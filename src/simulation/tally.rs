use crate::Percent;
use crate::evaluation::ranking::Ranking;
use std::cmp::Ordering;
use std::collections::BTreeMap;

/// Hero's result against the whole table in one dealt hand.
#[derive(Debug, Clone, Copy, PartialEq, Eq)]
pub enum Outcome {
    Win,
    Tie,
    Loss,
}

impl Outcome {
    /// Hero wins by beating every opponent outright, ties if nobody beats
    /// hero but somebody matches, and loses as soon as anybody is stronger.
    pub fn showdown(hero: u32, villains: impl IntoIterator<Item = u32>) -> Self {
        let mut outcome = Outcome::Win;
        for villain in villains {
            match hero.cmp(&villain) {
                Ordering::Less => return Outcome::Loss,
                Ordering::Equal => outcome = Outcome::Tie,
                Ordering::Greater => continue,
            }
        }
        outcome
    }
}

/// Running counts over simulated hands.
///
/// The category histogram counts hero's made hand in every hand played,
/// whatever the outcome. A second histogram counts only outright wins.
#[derive(Debug, Default, Clone, PartialEq, Eq)]
pub struct Tally {
    wins: u32,
    ties: u32,
    losses: u32,
    hands: [u32; Ranking::COUNT],
    winners: [u32; Ranking::COUNT],
}

impl Tally {
    pub fn witness(&mut self, hero: Ranking, outcome: Outcome) {
        let i = u8::from(hero) as usize;
        self.hands[i] += 1;
        match outcome {
            Outcome::Win => {
                self.wins += 1;
                self.winners[i] += 1;
            }
            Outcome::Tie => self.ties += 1,
            Outcome::Loss => self.losses += 1,
        }
    }

    pub fn played(&self) -> u32 {
        self.wins + self.ties + self.losses
    }
    pub fn wins(&self) -> u32 {
        self.wins
    }
    pub fn ties(&self) -> u32 {
        self.ties
    }

    pub fn win(&self) -> Percent {
        Self::percent(self.wins, self.played())
    }
    pub fn tie(&self) -> Percent {
        Self::percent(self.ties, self.played())
    }
    /// whatever is not won or tied, floored at zero
    pub fn loss(&self) -> Percent {
        match self.played() {
            0 => 0.0,
            _ => (100.0 - self.win() - self.tie()).max(0.0),
        }
    }
    /// ties count as half a win
    pub fn equity(&self) -> Percent {
        match self.played() {
            0 => 0.0,
            n => 100.0 * (self.wins as f32 + self.ties as f32 / 2.0) / n as f32,
        }
    }

    /// How often hero ends up with each category, over hands played.
    pub fn distribution(&self) -> BTreeMap<Ranking, Percent> {
        Self::normalize(&self.hands, self.played())
    }
    /// Which categories hero's outright wins came from.
    pub fn winning(&self) -> BTreeMap<Ranking, Percent> {
        Self::normalize(&self.winners, self.wins)
    }

    fn normalize(counts: &[u32; Ranking::COUNT], total: u32) -> BTreeMap<Ranking, Percent> {
        Ranking::all()
            .into_iter()
            .zip(counts.iter())
            .filter(|(_, n)| **n > 0)
            .map(|(ranking, n)| (ranking, Self::percent(*n, total)))
            .collect()
    }
    fn percent(n: u32, total: u32) -> Percent {
        match total {
            0 => 0.0,
            total => 100.0 * n as f32 / total as f32,
        }
    }
}

#[cfg(test)]
mod tests {
    use super::*;

    #[test]
    fn showdown_outcomes() {
        assert_eq!(Outcome::showdown(10, [3, 9, 1]), Outcome::Win);
        assert_eq!(Outcome::showdown(10, [3, 10, 1]), Outcome::Tie);
        assert_eq!(Outcome::showdown(10, [10, 11, 1]), Outcome::Loss);
        assert_eq!(Outcome::showdown(10, [0u32; 0]), Outcome::Win);
    }

    #[test]
    fn percentages() {
        let mut tally = Tally::default();
        tally.witness(Ranking::OnePair, Outcome::Win);
        tally.witness(Ranking::OnePair, Outcome::Loss);
        tally.witness(Ranking::Flush, Outcome::Tie);
        tally.witness(Ranking::HighCard, Outcome::Loss);
        assert_eq!(tally.played(), 4);
        assert_eq!(tally.win(), 25.0);
        assert_eq!(tally.tie(), 25.0);
        assert_eq!(tally.loss(), 50.0);
        assert_eq!(tally.equity(), 37.5);
        let distribution = tally.distribution();
        assert_eq!(distribution.len(), 3);
        assert_eq!(distribution[&Ranking::OnePair], 50.0);
        assert_eq!(distribution[&Ranking::Flush], 25.0);
        let winning = tally.winning();
        assert_eq!(winning.len(), 1);
        assert_eq!(winning[&Ranking::OnePair], 100.0);
    }

    #[test]
    fn empty_tally_is_all_zero() {
        let tally = Tally::default();
        assert_eq!(tally.win(), 0.0);
        assert_eq!(tally.tie(), 0.0);
        assert_eq!(tally.loss(), 0.0);
        assert!(tally.distribution().is_empty());
    }
}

# [ABOUT THIS EXERCISE]
State the number of lines in the data above containing the string "Ordering" and nothing more.

# [OUTPUT FOR THIS EXERCISE]
4